Johannah studied the fire as though the flames reaching up into the chimney would tell her what she wanted to know. She whispered the words, the ones she heard from the hiss of the peat as it breathed into the darkness: John will be alright, one day you will all be together again, John and Johannah, Timothy and Patrick and wee Bridget, the way it had always been, the way it was supposed to be.
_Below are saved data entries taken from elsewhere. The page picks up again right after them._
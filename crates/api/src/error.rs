// Copyright (C) 2026 Fred Clausen
// Use of this source code is governed by an MIT-style
// license that can be found in the LICENSE file or at
// https://opensource.org/licenses/MIT.

//! Error types for the API layer.

use crate::request_response::PlanEntryInfo;
use fleet_cert::CoreError;
use fleet_cert_domain::DomainError;
use fleet_cert_persistence::PersistenceError;

/// Authentication and authorization errors.
#[derive(Debug, Clone, PartialEq, Eq)]
pub enum AuthError {
    /// Authentication failed.
    AuthenticationFailed {
        /// The reason authentication failed.
        reason: String,
    },
    /// Authorization failed.
    Unauthorized {
        /// The action that was attempted.
        action: String,
        /// The role required for this action.
        required_role: String,
    },
}

impl std::fmt::Display for AuthError {
    fn fmt(&self, f: &mut std::fmt::Formatter<'_>) -> std::fmt::Result {
        match self {
            Self::AuthenticationFailed { reason } => {
                write!(f, "Authentication failed: {reason}")
            }
            Self::Unauthorized {
                action,
                required_role,
            } => {
                write!(f, "Unauthorized: '{action}' requires {required_role} role")
            }
        }
    }
}

impl std::error::Error for AuthError {}

/// API-level errors.
///
/// These are distinct from domain/core errors and represent the API
/// contract.
#[derive(Debug, Clone, PartialEq)]
pub enum ApiError {
    /// Authentication failed.
    AuthenticationFailed {
        /// The reason authentication failed.
        reason: String,
    },
    /// Authorization failed - the actor does not have permission.
    Unauthorized {
        /// The action that was attempted.
        action: String,
        /// The role required for this action.
        required_role: String,
    },
    /// A domain rule was violated.
    DomainRuleViolation {
        /// The rule that was violated.
        rule: String,
        /// A human-readable description of the violation.
        message: String,
    },
    /// Invalid input was provided.
    InvalidInput {
        /// The field that was invalid.
        field: String,
        /// A human-readable description of the error.
        message: String,
    },
    /// A requested resource was not found.
    ResourceNotFound {
        /// The type of resource that was not found.
        resource_type: String,
        /// A human-readable description of what was not found.
        message: String,
    },
    /// A planning run's bulk write was rejected; nothing was committed.
    ///
    /// Carries every attempted entry so the caller can diagnose the
    /// rejection and retry the batch.
    PlanNotCommitted {
        /// The entries the run attempted to persist.
        attempted: Vec<PlanEntryInfo>,
        /// The underlying failure.
        message: String,
    },
    /// An internal error occurred.
    Internal {
        /// A description of the internal error.
        message: String,
    },
}

impl std::fmt::Display for ApiError {
    fn fmt(&self, f: &mut std::fmt::Formatter<'_>) -> std::fmt::Result {
        match self {
            Self::AuthenticationFailed { reason } => {
                write!(f, "Authentication failed: {reason}")
            }
            Self::Unauthorized {
                action,
                required_role,
            } => {
                write!(f, "Unauthorized: '{action}' requires {required_role} role")
            }
            Self::DomainRuleViolation { rule, message } => {
                write!(f, "Domain rule violation ({rule}): {message}")
            }
            Self::InvalidInput { field, message } => {
                write!(f, "Invalid input for field '{field}': {message}")
            }
            Self::ResourceNotFound {
                resource_type,
                message,
            } => {
                write!(f, "{resource_type} not found: {message}")
            }
            Self::PlanNotCommitted { attempted, message } => {
                write!(
                    f,
                    "Planning run not committed ({} entries attempted): {message}",
                    attempted.len()
                )
            }
            Self::Internal { message } => {
                write!(f, "Internal error: {message}")
            }
        }
    }
}

impl std::error::Error for ApiError {}

impl From<AuthError> for ApiError {
    fn from(err: AuthError) -> Self {
        match err {
            AuthError::AuthenticationFailed { reason } => Self::AuthenticationFailed { reason },
            AuthError::Unauthorized {
                action,
                required_role,
            } => Self::Unauthorized {
                action,
                required_role,
            },
        }
    }
}

/// Translates a domain error into an API error.
///
/// This translation is explicit and ensures domain errors are not leaked
/// directly.
#[must_use]
pub fn translate_domain_error(err: DomainError) -> ApiError {
    match err {
        DomainError::InvalidPilotId(msg) => ApiError::InvalidInput {
            field: String::from("pilot_id"),
            message: msg,
        },
        DomainError::InvalidPlanStatus(msg) => ApiError::InvalidInput {
            field: String::from("status"),
            message: format!("Invalid plan status: '{msg}'"),
        },
        DomainError::InvalidPriorityScore(score) => ApiError::InvalidInput {
            field: String::from("priority"),
            message: format!("Invalid priority score: {score}. Must be between 0 and 10"),
        },
        DomainError::InvalidCalendarHorizon { periods } => ApiError::InvalidInput {
            field: String::from("calendar_horizon"),
            message: format!("Invalid calendar horizon: {periods} periods"),
        },
        DomainError::DateOutsideCalendar { date, first, last } => ApiError::InvalidInput {
            field: String::from("date"),
            message: format!("Date {date} is outside the roster calendar range {first} to {last}"),
        },
        DomainError::DateArithmeticOverflow { operation } => ApiError::InvalidInput {
            field: String::from("date"),
            message: format!("Date arithmetic overflow while {operation}"),
        },
        DomainError::PlannedDateOutsideWindow {
            planned,
            window_start,
            window_end,
        } => ApiError::DomainRuleViolation {
            rule: String::from("renewal_window"),
            message: format!(
                "Planned date {planned} is outside the renewal window {window_start} to {window_end}"
            ),
        },
        DomainError::PlannedDateAfterExpiry { planned, expiry } => ApiError::DomainRuleViolation {
            rule: String::from("renewal_window"),
            message: format!("Planned date {planned} is after the certification expiry {expiry}"),
        },
        DomainError::InvalidStatusTransition { from, to } => ApiError::DomainRuleViolation {
            rule: String::from("status_lifecycle"),
            message: format!(
                "Cannot transition plan status from {} to {}",
                from.as_str(),
                to.as_str()
            ),
        },
    }
}

/// Translates a core error into an API error.
///
/// This translation is explicit and ensures core errors are not leaked
/// directly.
#[must_use]
pub fn translate_core_error(err: CoreError) -> ApiError {
    match err {
        CoreError::DomainViolation(domain_err) => translate_domain_error(domain_err),
        CoreError::Internal(msg) => ApiError::Internal {
            message: format!("Internal error: {msg}"),
        },
    }
}

/// Maps a persistence failure to an internal API error.
///
/// Bulk-write rejections are handled separately by the planning
/// handler, which has the attempted entries in hand.
#[must_use]
pub fn translate_persistence_error(err: &PersistenceError) -> ApiError {
    ApiError::Internal {
        message: format!("Persistence error: {err}"),
    }
}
She crossed herself and let the tears fall, silent tears, wiping them away when they threatened to drip from her chin. She had promised John she would be strong. She promised him she would not let the bairns see her tears because that would most certainly scare the daylights out of them. Mammys and Das are supposed to be the strong ones, the ones who never get frightened, who never weep loud tears, and Johanna was not about to teach them different. She would weep her heartbreak from the fire to the bed up in the loft of Philip’s house, wiping the last of the tears when she slid into bed, sliding the child closest to the edge of the bed over, making room for her.
Ah, she was thankful John’s brother made her and the bairns welcome when John and Andrew set off for Amerikay. Philip said he didna want to leave his home, but he blessed his brothers who had different ideas. Now the older brothers were off to find a new place to live, a place where Uncle Billy had written there was food a plenty for everyone. A place where a farmer could own his land and sell whatever he wanted to, or keep whatever he wanted to.
John and Andrew were going to family, their mother’s relatives who had sailed to freedom and food long ago. Now there was a real Irish community, even a Catholic church over there in Pennsylvania, so it would not be so bad. Why, once they got settled, it would be like home, only better. Lots of Irish family and friends, and no English to exact their tithe.
Johannah pulled the rough blanket over her shoulders, tucking it in around the little ones, praying the while for the day she lay next to John once more.
All that took place 170 years ago, and these words are mine as I imagine it, with my great-greatgrandfather on his way to America to make the home they would share up on Irish Hill in Standing Stone, Pennsylvania. In fact, if you look up in the corner of this map, where it says Mercur, then down to the D in Standing, their farm would have been right there between the two words. Anyway, it came to me today, these words, as I thought about my great-greatgrandmother, courageous in the way mothers must always be.
I write these words because I think she would be glad they had been laid down on paper. Glad that she had done it, left her home, her parents and cousins and aunts and uncles for a better life for her children. I think this is a good place to honor her, right here, where the children of other mothers and fathers like my own great-great grandparents, immigrants all, might read it. And I pray that we all will honor their sacrifices by living lives worthy of theirs.